** Exercise **
Scan the data for "MarginException" and copy each matching line.

** Exercise materials **

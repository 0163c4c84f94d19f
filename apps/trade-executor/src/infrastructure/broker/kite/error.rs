//! Kite-specific error types.

use thiserror::Error;

use crate::application::ports::BrokerError;

/// Phrases Kite uses when rejecting orders outside trading hours.
const MARKET_CLOSED_PHRASES: &[&str] = &[
    "markets are closed",
    "market is closed",
    "outside market hours",
    "after market hours",
];

/// Check if a broker message is a trading-hours rejection.
#[must_use]
pub fn is_market_closed_message(message: &str) -> bool {
    let lower = message.to_lowercase();
    MARKET_CLOSED_PHRASES.iter().any(|p| lower.contains(p))
}

/// Errors from the Kite adapter.
#[derive(Debug, Error, Clone)]
pub enum KiteError {
    /// HTTP client could not be built or the request was malformed.
    #[error("HTTP error: {0}")]
    Http(String),

    /// API returned an error envelope.
    #[error("API error: {error_type} - {message}")]
    Api {
        /// Kite exception class, e.g. `InputException`.
        error_type: String,
        /// Error message from the API.
        message: String,
    },

    /// Exchange closed for trading.
    #[error("Market closed: {0}")]
    MarketClosed(String),

    /// Order or trigger was rejected.
    #[error("Order rejected: {0}")]
    OrderRejected(String),

    /// Missing or expired session.
    #[error("Authentication failed: {0}")]
    AuthenticationFailed(String),

    /// Rate limited.
    #[error("Rate limited, retry after {retry_after_secs}s")]
    RateLimited {
        /// Suggested retry delay in seconds.
        retry_after_secs: u64,
    },

    /// Network error (retryable for GETs).
    #[error("Network error: {0}")]
    Network(String),

    /// JSON parsing error.
    #[error("JSON parsing error: {0}")]
    JsonParse(String),

    /// Max retries exceeded.
    #[error("Max retries exceeded after {attempts} attempts: {last_error}")]
    MaxRetriesExceeded {
        /// Number of attempts made before giving up.
        attempts: u32,
        /// Last failure seen.
        last_error: String,
    },

    /// Order not found.
    #[error("Order not found: {order_id}")]
    OrderNotFound {
        /// The order id that was not found.
        order_id: String,
    },

    /// Successful envelope without the expected payload.
    #[error("Unexpected response: {0}")]
    InvalidResponse(String),
}

impl KiteError {
    /// Classify an API error envelope.
    #[must_use]
    pub fn from_api(status: u16, error_type: Option<String>, message: String) -> Self {
        if is_market_closed_message(&message) {
            return Self::MarketClosed(message);
        }
        let error_type = error_type.unwrap_or_else(|| status.to_string());
        match (status, error_type.as_str()) {
            (401 | 403, _) | (_, "TokenException" | "PermissionException") => {
                Self::AuthenticationFailed(message)
            }
            (_, "OrderException" | "MarginException" | "InputException" | "HoldingException") => {
                Self::OrderRejected(message)
            }
            _ => Self::Api {
                error_type,
                message,
            },
        }
    }
}

impl From<KiteError> for BrokerError {
    fn from(err: KiteError) -> Self {
        match err {
            KiteError::Http(msg) | KiteError::Network(msg) | KiteError::JsonParse(msg) => {
                Self::ConnectionError { message: msg }
            }
            KiteError::Api {
                error_type,
                message,
            } => Self::Unknown {
                message: format!("{error_type}: {message}"),
            },
            KiteError::MarketClosed(message) => Self::MarketClosed { message },
            KiteError::OrderRejected(reason) => Self::OrderRejected { reason },
            KiteError::AuthenticationFailed(message) => Self::Authentication { message },
            KiteError::RateLimited { .. } => Self::RateLimited,
            KiteError::MaxRetriesExceeded {
                attempts,
                last_error,
            } => Self::ConnectionError {
                message: format!("Max retries exceeded after {attempts} attempts: {last_error}"),
            },
            KiteError::OrderNotFound { order_id } => Self::OrderNotFound { order_id },
            KiteError::InvalidResponse(message) => Self::Unknown { message },
        }
    }
}

#[cfg(test)]
mod tests {
    use super::*;
    use test_case::test_case;

    #[test_case("Markets are closed right now. Use GTT for placing long standing orders instead." ; "kite wording")]
    #[test_case("Order placed outside market hours" ; "outside hours")]
    #[test_case("MARKET IS CLOSED" ; "upper case")]
    fn detects_market_closed(message: &str) {
        assert!(is_market_closed_message(message));
    }

    #[test]
    fn ordinary_rejection_is_not_market_closed() {
        assert!(!is_market_closed_message("Insufficient funds. Required margin is 95000"));
    }

    #[test]
    fn classifies_api_errors() {
        assert!(matches!(
            KiteError::from_api(400, Some("InputException".into()), "Markets are closed right now.".into()),
            KiteError::MarketClosed(_)
        ));
        assert!(matches!(
            KiteError::from_api(403, Some("TokenException".into()), "Incorrect api_key or access_token.".into()),
            KiteError::AuthenticationFailed(_)
        ));
        assert!(matches!(
            KiteError::from_api(400, Some("MarginException".into()), "Insufficient funds".into()),
            KiteError::OrderRejected(_)
        ));
        assert!(matches!(
            KiteError::from_api(500, None, "boom".into()),
            KiteError::Api { .. }
        ));
    }

    #[test]
    fn kite_error_to_broker_error() {
        let closed: BrokerError = KiteError::MarketClosed("closed".into()).into();
        assert!(closed.is_market_closed());

        let auth: BrokerError = KiteError::AuthenticationFailed("expired".into()).into();
        assert!(matches!(auth, BrokerError::Authentication { .. }));

        let limited: BrokerError = KiteError::RateLimited { retry_after_secs: 1 }.into();
        assert!(matches!(limited, BrokerError::RateLimited));

        let missing: BrokerError = KiteError::OrderNotFound {
            order_id: "1".into(),
        }
        .into();
        assert!(matches!(missing, BrokerError::OrderNotFound { .. }));
    }
}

** Problem solution **
            (_, "OrderException" | "MarginException" | "InputException" | "HoldingException") => {
            KiteError::from_api(400, Some("MarginException".into()), "Insufficient funds".into()),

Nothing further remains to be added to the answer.